(Entries shown)
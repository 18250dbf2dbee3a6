//! Participant key holders.
//!
//! Doctors sign the reports they author; patients only carry an identity.

use medchain_core::crypto::Keypair;
use medchain_core::{Ed25519Scheme, HealthReport, ReportError, SignatureError, SignatureScheme};
use rand::rngs::OsRng;
use rand::{CryptoRng, RngCore};
use std::fmt;

pub struct DoctorWallet {
    doctor_id: String,
    keys: Keypair,
    public_key_serialized: String,
    scheme: Ed25519Scheme,
}

impl DoctorWallet {
    pub fn new(doctor_id: impl Into<String>) -> Self {
        Self::generate(doctor_id, &mut OsRng)
    }

    pub fn generate<R: RngCore + CryptoRng>(doctor_id: impl Into<String>, rng: &mut R) -> Self {
        let scheme = Ed25519Scheme::new();
        let keys = Ed25519Scheme::generate_keypair(rng);
        let public_key_serialized = scheme.serialize_public_key(&keys.public_key);
        Self {
            doctor_id: doctor_id.into(),
            keys,
            public_key_serialized,
            scheme,
        }
    }

    pub fn doctor_id(&self) -> &str {
        &self.doctor_id
    }

    pub fn public_key(&self) -> &[u8] {
        &self.keys.public_key
    }

    /// Public key in the form embedded in reports
    pub fn public_key_serialized(&self) -> &str {
        &self.public_key_serialized
    }

    pub fn sign(&self, message: &[u8]) -> Result<Vec<u8>, SignatureError> {
        self.scheme.sign(&self.keys.private_key, message)
    }

    /// Stamp the report with this doctor's identity and key, then sign it
    pub fn sign_report(&self, report: &mut HealthReport) -> Result<(), ReportError> {
        report.doctor_id = self.doctor_id.clone();
        report.doctor_public_key_serialized = Some(self.public_key_serialized.clone());
        report.sign(&self.scheme, &self.keys.private_key)
    }
}

impl fmt::Debug for DoctorWallet {
    fn fmt(&self, f: &mut fmt::Formatter<'_>) -> fmt::Result {
        f.debug_struct("DoctorWallet")
            .field("doctor_id", &self.doctor_id)
            .field("public_key", &self.public_key_serialized)
            .finish_non_exhaustive()
    }
}

impl fmt::Display for DoctorWallet {
    fn fmt(&self, f: &mut fmt::Formatter<'_>) -> fmt::Result {
        let prefix = self
            .public_key_serialized
            .get(..10)
            .unwrap_or(&self.public_key_serialized);
        write!(f, "DoctorWallet(ID: {}, Public Key: {}...)", self.doctor_id, prefix)
    }
}

#[derive(Debug)]
pub struct PatientWallet {
    patient_id: String,
    keys: Keypair,
}

impl PatientWallet {
    pub fn new(patient_id: impl Into<String>) -> Self {
        Self {
            patient_id: patient_id.into(),
            keys: Ed25519Scheme::generate_keypair(&mut OsRng),
        }
    }

    pub fn patient_id(&self) -> &str {
        &self.patient_id
    }

    pub fn public_key(&self) -> &[u8] {
        &self.keys.public_key
    }
}
//! Mempool error types

use medchain_core::ReportError;
use thiserror::Error;

/// Result type for mempool operations
pub type MempoolResult<T> = Result<T, MempoolError>;

#[derive(Error, Debug)]
pub enum MempoolError {
    #[error("Serialization error: {0}")]
    SerializationError(#[from] ReportError),
}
(End Entries shown)
Work order → Wherever the string "OsRng" occurs in the records, copy the line it is in.

Reply →
use rand::rngs::OsRng;
        Self::generate(doctor_id, &mut OsRng)
            keys: Ed25519Scheme::generate_keypair(&mut OsRng),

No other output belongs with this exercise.